Task details:
This exercise asks for the records to be retyped exactly as they read.

>>

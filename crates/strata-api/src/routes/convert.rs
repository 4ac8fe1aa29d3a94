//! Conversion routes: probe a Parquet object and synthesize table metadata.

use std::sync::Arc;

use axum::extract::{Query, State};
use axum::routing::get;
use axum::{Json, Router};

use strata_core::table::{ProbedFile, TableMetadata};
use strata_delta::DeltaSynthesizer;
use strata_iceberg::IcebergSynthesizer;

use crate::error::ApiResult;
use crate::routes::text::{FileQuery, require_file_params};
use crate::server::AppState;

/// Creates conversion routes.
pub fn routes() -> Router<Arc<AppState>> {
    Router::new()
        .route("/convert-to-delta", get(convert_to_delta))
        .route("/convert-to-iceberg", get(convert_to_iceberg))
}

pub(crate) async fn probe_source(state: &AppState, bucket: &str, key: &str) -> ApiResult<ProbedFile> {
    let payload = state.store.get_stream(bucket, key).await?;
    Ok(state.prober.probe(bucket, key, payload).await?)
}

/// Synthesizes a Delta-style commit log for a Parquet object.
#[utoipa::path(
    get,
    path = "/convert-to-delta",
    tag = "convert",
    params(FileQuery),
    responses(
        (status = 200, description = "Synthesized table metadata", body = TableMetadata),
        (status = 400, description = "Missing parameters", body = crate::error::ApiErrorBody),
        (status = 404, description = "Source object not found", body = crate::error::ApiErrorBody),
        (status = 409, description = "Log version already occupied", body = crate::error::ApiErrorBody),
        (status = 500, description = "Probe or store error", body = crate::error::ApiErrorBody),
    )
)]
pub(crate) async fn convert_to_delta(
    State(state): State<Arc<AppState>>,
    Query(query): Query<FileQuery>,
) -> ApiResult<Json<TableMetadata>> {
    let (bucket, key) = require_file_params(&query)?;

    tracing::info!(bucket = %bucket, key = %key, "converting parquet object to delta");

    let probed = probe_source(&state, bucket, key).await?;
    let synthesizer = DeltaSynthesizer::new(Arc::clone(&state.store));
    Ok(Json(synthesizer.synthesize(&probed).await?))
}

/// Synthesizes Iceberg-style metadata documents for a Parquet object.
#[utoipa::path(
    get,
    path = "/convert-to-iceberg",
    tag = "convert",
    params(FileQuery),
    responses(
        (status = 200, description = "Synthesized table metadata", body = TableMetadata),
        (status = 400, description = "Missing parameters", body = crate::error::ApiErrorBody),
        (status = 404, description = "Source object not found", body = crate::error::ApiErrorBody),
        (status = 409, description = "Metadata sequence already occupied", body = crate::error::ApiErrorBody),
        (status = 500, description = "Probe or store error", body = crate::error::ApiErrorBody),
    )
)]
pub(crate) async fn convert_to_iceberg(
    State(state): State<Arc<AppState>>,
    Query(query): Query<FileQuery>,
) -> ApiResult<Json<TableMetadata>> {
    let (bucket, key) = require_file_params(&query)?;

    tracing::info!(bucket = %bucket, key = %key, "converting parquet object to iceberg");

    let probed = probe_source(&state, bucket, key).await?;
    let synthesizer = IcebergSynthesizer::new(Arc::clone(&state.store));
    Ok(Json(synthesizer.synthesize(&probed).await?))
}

<<

Task output:
filename crates/strata-api/src/routes/convert.rs
repository 4ac8fe1aa29d3a94
//! Conversion routes: probe a Parquet object and synthesize table metadata.

use std::sync::Arc;

use axum::extract::{Query, State};
use axum::routing::get;
use axum::{Json, Router};

use strata_core::table::{ProbedFile, TableMetadata};
use strata_delta::DeltaSynthesizer;
use strata_iceberg::IcebergSynthesizer;

use crate::error::ApiResult;
use crate::routes::text::{FileQuery, require_file_params};
use crate::server::AppState;

/// Creates conversion routes.
pub fn routes() -> Router<Arc<AppState>> {
    Router::new()
        .route("/convert-to-delta", get(convert_to_delta))
        .route("/convert-to-iceberg", get(convert_to_iceberg))
}

pub(crate) async fn probe_source(state: &AppState, bucket: &str, key: &str) -> ApiResult<ProbedFile> {
    let payload = state.store.get_stream(bucket, key).await?;
    Ok(state.prober.probe(bucket, key, payload).await?)
}

/// Synthesizes a Delta-style commit log for a Parquet object.
#[utoipa::path(
    get,
    path = "/convert-to-delta",
    tag = "convert",
    params(FileQuery),
    responses(
        (status = 200, description = "Synthesized table metadata", body = TableMetadata),
        (status = 400, description = "Missing parameters", body = crate::error::ApiErrorBody),
        (status = 404, description = "Source object not found", body = crate::error::ApiErrorBody),
        (status = 409, description = "Log version already occupied", body = crate::error::ApiErrorBody),
        (status = 500, description = "Probe or store error", body = crate::error::ApiErrorBody),
    )
)]
pub(crate) async fn convert_to_delta(
    State(state): State<Arc<AppState>>,
    Query(query): Query<FileQuery>,
) -> ApiResult<Json<TableMetadata>> {
    let (bucket, key) = require_file_params(&query)?;

    tracing::info!(bucket = %bucket, key = %key, "converting parquet object to delta");

    let probed = probe_source(&state, bucket, key).await?;
    let synthesizer = DeltaSynthesizer::new(Arc::clone(&state.store));
    Ok(Json(synthesizer.synthesize(&probed).await?))
}

/// Synthesizes Iceberg-style metadata documents for a Parquet object.
#[utoipa::path(
    get,
    path = "/convert-to-iceberg",
    tag = "convert",
    params(FileQuery),
    responses(
        (status = 200, description = "Synthesized table metadata", body = TableMetadata),
        (status = 400, description = "Missing parameters", body = crate::error::ApiErrorBody),
        (status = 404, description = "Source object not found", body = crate::error::ApiErrorBody),
        (status = 409, description = "Metadata sequence already occupied", body = crate::error::ApiErrorBody),
        (status = 500, description = "Probe or store error", body = crate::error::ApiErrorBody),
    )
)]
pub(crate) async fn convert_to_iceberg(
    State(state): State<Arc<AppState>>,
    Query(query): Query<FileQuery>,
) -> ApiResult<Json<TableMetadata>> {
    let (bucket, key) = require_file_params(&query)?;

    tracing::info!(bucket = %bucket, key = %key, "converting parquet object to iceberg");

    let probed = probe_source(&state, bucket, key).await?;
    let synthesizer = IcebergSynthesizer::new(Arc::clone(&state.store));
    Ok(Json(synthesizer.synthesize(&probed).await?))
}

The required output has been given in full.